Live album by Travis Cottrell
- Released: January 5, 2010
- Genre: CCM
- Length: 73:58
- Label: Word Records

Travis Cottrell chronology
| Ring the Bells (2008) | Jesus Saves Live (2010) |  |

= Jesus Saves Live =

Jesus Saves Live is a live album from Christian singer Travis Cottrell.

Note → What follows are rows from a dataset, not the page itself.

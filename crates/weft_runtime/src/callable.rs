//! Callable metadata handed over by the loader.
//!
//! A callable is a named unit with typed parameters and returns whose body is
//! one or more workers. A worker's body is opaque to the engine: it is a
//! `WorkerBody` that runs on a register frame and either finishes or suspends
//! on children it started.

use crate::context::{Step, WorkerStep};
use indexmap::{IndexMap, IndexSet};
use std::fmt;
use std::sync::Arc;
use weft_core::{CoreError, CoreResult, FrameShape, StructuredError, ValueType};

/// Name given to the implicit worker of every callable
pub const DEFAULT_WORKER: &str = "default";

/// Result of running a worker body once
pub type StepResult = Result<Step, StructuredError>;

/// Executable body of a worker
pub trait WorkerBody: Send + Sync {
    /// Run from the context's current instruction pointer
    fn run(&self, step: &mut WorkerStep<'_>) -> StepResult;
}

struct FnBody<F>(F);

impl<F> WorkerBody for FnBody<F>
where
    F: Fn(&mut WorkerStep<'_>) -> StepResult + Send + Sync,
{
    fn run(&self, step: &mut WorkerStep<'_>) -> StepResult {
        (self.0)(step)
    }
}

/// One worker of a callable or fork-join
#[derive(Clone)]
pub struct WorkerInfo {
    name: String,
    shape: FrameShape,
    body: Arc<dyn WorkerBody>,
}

impl WorkerInfo {
    /// Create a worker from a closure body
    pub fn new<F>(name: impl Into<String>, shape: FrameShape, body: F) -> Self
    where
        F: Fn(&mut WorkerStep<'_>) -> StepResult + Send + Sync + 'static,
    {
        Self::from_body(name, shape, Arc::new(FnBody(body)))
    }

    /// Create a worker from a shared body
    pub fn from_body(name: impl Into<String>, shape: FrameShape, body: Arc<dyn WorkerBody>) -> Self {
        Self {
            name: name.into(),
            shape,
            body,
        }
    }

    /// Worker whose body finishes immediately
    pub fn noop(name: impl Into<String>) -> Self {
        Self::new(name, FrameShape::empty(), |_| Ok(Step::Done))
    }

    /// Worker name
    #[must_use]
    pub fn name(&self) -> &str {
        &self.name
    }

    /// Register frame shape
    #[must_use]
    pub fn shape(&self) -> &FrameShape {
        &self.shape
    }

    /// Body
    #[must_use]
    pub fn body(&self) -> &Arc<dyn WorkerBody> {
        &self.body
    }
}

impl fmt::Debug for WorkerInfo {
    fn fmt(&self, f: &mut fmt::Formatter<'_>) -> fmt::Result {
        f.debug_struct("WorkerInfo")
            .field("name", &self.name)
            .field("shape", &self.shape)
            .finish_non_exhaustive()
    }
}

/// Workers of one invocation, by role
#[derive(Debug, Clone)]
pub struct WorkerSet {
    /// Runs first on the calling thread and seeds the general workers
    pub init: Option<Arc<WorkerInfo>>,
    /// Parallel units of the body; never empty
    pub general: Vec<Arc<WorkerInfo>>,
}

/// Function or resource metadata
#[derive(Debug, Clone)]
pub struct CallableInfo {
    module: String,
    name: String,
    param_types: Vec<ValueType>,
    return_types: Vec<ValueType>,
    default_worker: Arc<WorkerInfo>,
    workers: Vec<Arc<WorkerInfo>>,
}

impl CallableInfo {
    /// Create a callable whose body is `default_worker`
    #[must_use]
    pub fn new(module: impl Into<String>, name: impl Into<String>, default_worker: WorkerInfo) -> Self {
        Self {
            module: module.into(),
            name: name.into(),
            param_types: Vec::new(),
            return_types: Vec::new(),
            default_worker: Arc::new(default_worker),
            workers: Vec::new(),
        }
    }

    /// Set parameter types
    #[must_use]
    pub fn with_params(mut self, types: impl Into<Vec<ValueType>>) -> Self {
        self.param_types = types.into();
        self
    }

    /// Set return types
    #[must_use]
    pub fn with_returns(mut self, types: impl Into<Vec<ValueType>>) -> Self {
        self.return_types = types.into();
        self
    }

    /// Declare an explicit worker
    #[must_use]
    pub fn with_worker(mut self, worker: WorkerInfo) -> Self {
        self.workers.push(Arc::new(worker));
        self
    }

    /// Module name
    #[must_use]
    pub fn module(&self) -> &str {
        &self.module
    }

    /// Callable name
    #[must_use]
    pub fn name(&self) -> &str {
        &self.name
    }

    /// Parameter types
    #[must_use]
    pub fn param_types(&self) -> &[ValueType] {
        &self.param_types
    }

    /// Return types
    #[must_use]
    pub fn return_types(&self) -> &[ValueType] {
        &self.return_types
    }

    /// Explicitly declared workers
    #[must_use]
    pub fn workers(&self) -> &[Arc<WorkerInfo>] {
        &self.workers
    }

    /// Resolve roles: with no explicit workers the default worker is the only
    /// general worker; otherwise it becomes the init worker.
    #[must_use]
    pub fn worker_set(&self) -> WorkerSet {
        if self.workers.is_empty() {
            WorkerSet {
                init: None,
                general: vec![self.default_worker.clone()],
            }
        } else {
            WorkerSet {
                init: Some(self.default_worker.clone()),
                general: self.workers.clone(),
            }
        }
    }
}

/// Join discipline of a fork-join
#[derive(Debug, Clone, Copy, PartialEq, Eq)]
pub enum JoinType {
    /// Every join worker must signal
    All,
    /// The first `n` join workers to signal
    Some(usize),
    /// `some` without a count: as many signals as declared workers
    SomeDefault,
}

/// Where a fork-join resumes its parent
#[derive(Debug, Clone, Copy, PartialEq, Eq)]
pub struct JoinTargets {
    /// Instruction pointer after a join
    pub join_ip: usize,
    /// Reference register receiving the join results
    pub join_reg: usize,
    /// Instruction pointer after a timeout
    pub timeout_ip: usize,
    /// Reference register receiving the partial results
    pub timeout_reg: usize,
}

/// Fork-join descriptor
#[derive(Debug, Clone)]
pub struct ForkJoinInfo {
    workers: Vec<Arc<WorkerInfo>>,
    join_workers: Vec<String>,
    join: JoinType,
    channels: IndexMap<String, String>,
    arg_types: Vec<ValueType>,
    arg_regs: Vec<usize>,
    timeout_reg: Option<usize>,
}

impl ForkJoinInfo {
    /// Fork the given workers, joining on all of them
    #[must_use]
    pub fn new(workers: Vec<WorkerInfo>) -> Self {
        Self {
            workers: workers.into_iter().map(Arc::new).collect(),
            join_workers: Vec::new(),
            join: JoinType::All,
            channels: IndexMap::new(),
            arg_types: Vec::new(),
            arg_regs: Vec::new(),
            timeout_reg: None,
        }
    }

    /// Set the join discipline
    #[must_use]
    pub fn with_join(mut self, join: JoinType) -> Self {
        self.join = join;
        self
    }

    /// Restrict the join to the named workers
    #[must_use]
    pub fn with_join_workers<I, S>(mut self, names: I) -> Self
    where
        I: IntoIterator<Item = S>,
        S: Into<String>,
    {
        self.join_workers = names.into_iter().map(Into::into).collect();
        self
    }

    /// Route a worker's results through a named channel
    #[must_use]
    pub fn with_channel(mut self, worker: impl Into<String>, channel: impl Into<String>) -> Self {
        self.channels.insert(worker.into(), channel.into());
        self
    }

    /// Parent registers copied into every forked worker
    #[must_use]
    pub fn with_args(mut self, types: impl Into<Vec<ValueType>>, regs: impl Into<Vec<usize>>) -> Self {
        self.arg_types = types.into();
        self.arg_regs = regs.into();
        self
    }

    /// Parent integer register holding the timeout in seconds
    #[must_use]
    pub fn with_timeout_reg(mut self, reg: usize) -> Self {
        self.timeout_reg = Some(reg);
        self
    }

    /// Forked workers
    #[must_use]
    pub fn workers(&self) -> &[Arc<WorkerInfo>] {
        &self.workers
    }

    /// Join discipline
    #[must_use]
    pub const fn join(&self) -> JoinType {
        self.join
    }

    /// Worker to channel routing
    #[must_use]
    pub fn channels(&self) -> &IndexMap<String, String> {
        &self.channels
    }

    /// Argument types
    #[must_use]
    pub fn arg_types(&self) -> &[ValueType] {
        &self.arg_types
    }

    /// Argument registers in the parent
    #[must_use]
    pub fn arg_regs(&self) -> &[usize] {
        &self.arg_regs
    }

    /// Timeout register, if the fork-join has a timeout
    #[must_use]
    pub const fn timeout_reg(&self) -> Option<usize> {
        self.timeout_reg
    }

    /// Workers counting toward the join; all workers when none are named
    #[must_use]
    pub fn join_set(&self) -> IndexSet<String> {
        if self.join_workers.is_empty() {
            self.workers.iter().map(|w| w.name().to_string()).collect()
        } else {
            self.join_workers.iter().cloned().collect()
        }
    }

    /// Signals needed before the join fires
    #[must_use]
    pub fn required_count(&self) -> usize {
        match self.join {
            JoinType::All => self.join_set().len(),
            JoinType::Some(count) => count,
            JoinType::SomeDefault => self.workers.len(),
        }
    }

    /// Check the descriptor is consistent
    ///
    /// # Errors
    ///
    /// Returns error on empty worker list, duplicate or unknown names, or an
    /// unreachable join count
    pub fn validate(&self) -> CoreResult<()> {
        if self.workers.is_empty() {
            return Err(CoreError::Validation {
                field: "workers".to_string(),
                reason: "fork-join needs at least one worker".to_string(),
            });
        }
        let mut names = IndexSet::new();
        for worker in &self.workers {
            if !names.insert(worker.name()) {
                return Err(CoreError::Validation {
                    field: "workers".to_string(),
                    reason: format!("duplicate worker name '{}'", worker.name()),
                });
            }
        }
        for name in self.join_workers.iter().chain(self.channels.keys()) {
            if !names.contains(name.as_str()) {
                return Err(CoreError::NotFound {
                    kind: "Worker".to_string(),
                    id: name.clone(),
                });
            }
        }
        if self.arg_types.len() != self.arg_regs.len() {
            return Err(CoreError::ArityMismatch {
                expected: self.arg_types.len(),
                actual: self.arg_regs.len(),
            });
        }
        let join_size = self.join_set().len();
        let required = self.required_count();
        if required == 0 || required > join_size {
            return Err(CoreError::Validation {
                field: "join".to_string(),
                reason: format!("join count {} outside 1..={}", required, join_size),
            });
        }
        Ok(())
    }
}

/// Callables of one module
#[derive(Debug, Clone)]
pub struct Module {
    name: String,
    init: Option<Arc<CallableInfo>>,
    functions: IndexMap<String, Arc<CallableInfo>>,
}

impl Module {
    /// Create an empty module
    #[must_use]
    pub fn new(name: impl Into<String>) -> Self {
        Self {
            name: name.into(),
            init: None,
            functions: IndexMap::new(),
        }
    }

    /// Set the init routine
    #[must_use]
    pub fn with_init(mut self, init: CallableInfo) -> Self {
        self.init = Some(Arc::new(init));
        self
    }

    /// Add a function
    #[must_use]
    pub fn with_function(mut self, function: CallableInfo) -> Self {
        self.functions.insert(function.name().to_string(), Arc::new(function));
        self
    }

    /// Module name
    #[must_use]
    pub fn name(&self) -> &str {
        &self.name
    }

    /// Init routine
    #[must_use]
    pub fn init(&self) -> Option<&Arc<CallableInfo>> {
        self.init.as_ref()
    }

    /// Look up a function
    #[must_use]
    pub fn function(&self, name: &str) -> Option<&Arc<CallableInfo>> {
        self.functions.get(name)
    }
}

/// Loaded program
#[derive(Debug, Clone, Default)]
pub struct Program {
    modules: IndexMap<String, Arc<Module>>,
}

impl Program {
    /// Create an empty program
    #[must_use]
    pub fn new() -> Self {
        Self::default()
    }

    /// Add a module
    #[must_use]
    pub fn with_module(mut self, module: Module) -> Self {
        self.modules.insert(module.name().to_string(), Arc::new(module));
        self
    }

    /// Look up a module
    ///
    /// # Errors
    ///
    /// Returns error if the module is not loaded
    pub fn module(&self, name: &str) -> CoreResult<&Arc<Module>> {
        self.modules.get(name).ok_or_else(|| CoreError::NotFound {
            kind: "Module".to_string(),
            id: name.to_string(),
        })
    }

    /// Look up a function by module and name
    ///
    /// # Errors
    ///
    /// Returns error if either is missing
    pub fn function(&self, module: &str, name: &str) -> CoreResult<&Arc<CallableInfo>> {
        self.module(module)?
            .function(name)
            .ok_or_else(|| CoreError::NotFound {
                kind: "Function".to_string(),
                id: format!("{}:{}", module, name),
            })
    }
}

It was released on January 5, 2010, through Word Records.

Professional ratings
Review scores
| Source | Rating |
| Allmusic | Star |

==Track listing==

1. "To the King" - 4:47
2. "Hallelujah, God Is Here" - 4:29
3. "Our God Saves" - 4:56
4. "I Will Sing of My Redeemer (With You Set Me Free)" - 5:03
5. "My Inheritance" - 4:55
6. "Praise the King" - 4:44
7. "Do It Lord" - 4:51
8. "Jesus Is the Lord" - 6:15
9. "Mercy Seat (With Lord, Have Mercy)" - 8:11
10. "Beth Moore" - 5:30
11. "I Am Persuaded" - 4:10
12. "Victory in Jesus" - 5:12
13. "Jesus Saves" - 4:19
14. "In Christ Alone (With the Solid Rock)" - 6:36

==Awards==

The album was nominated for three Dove Awards for Inspirational Album of the Year, Praise & Worship Album of the Year, and Choral Collection of the Year at the 41st GMA Dove Awards. The song "Jesus Saves" was also nominated for Inspirational Recorded Song of the Year.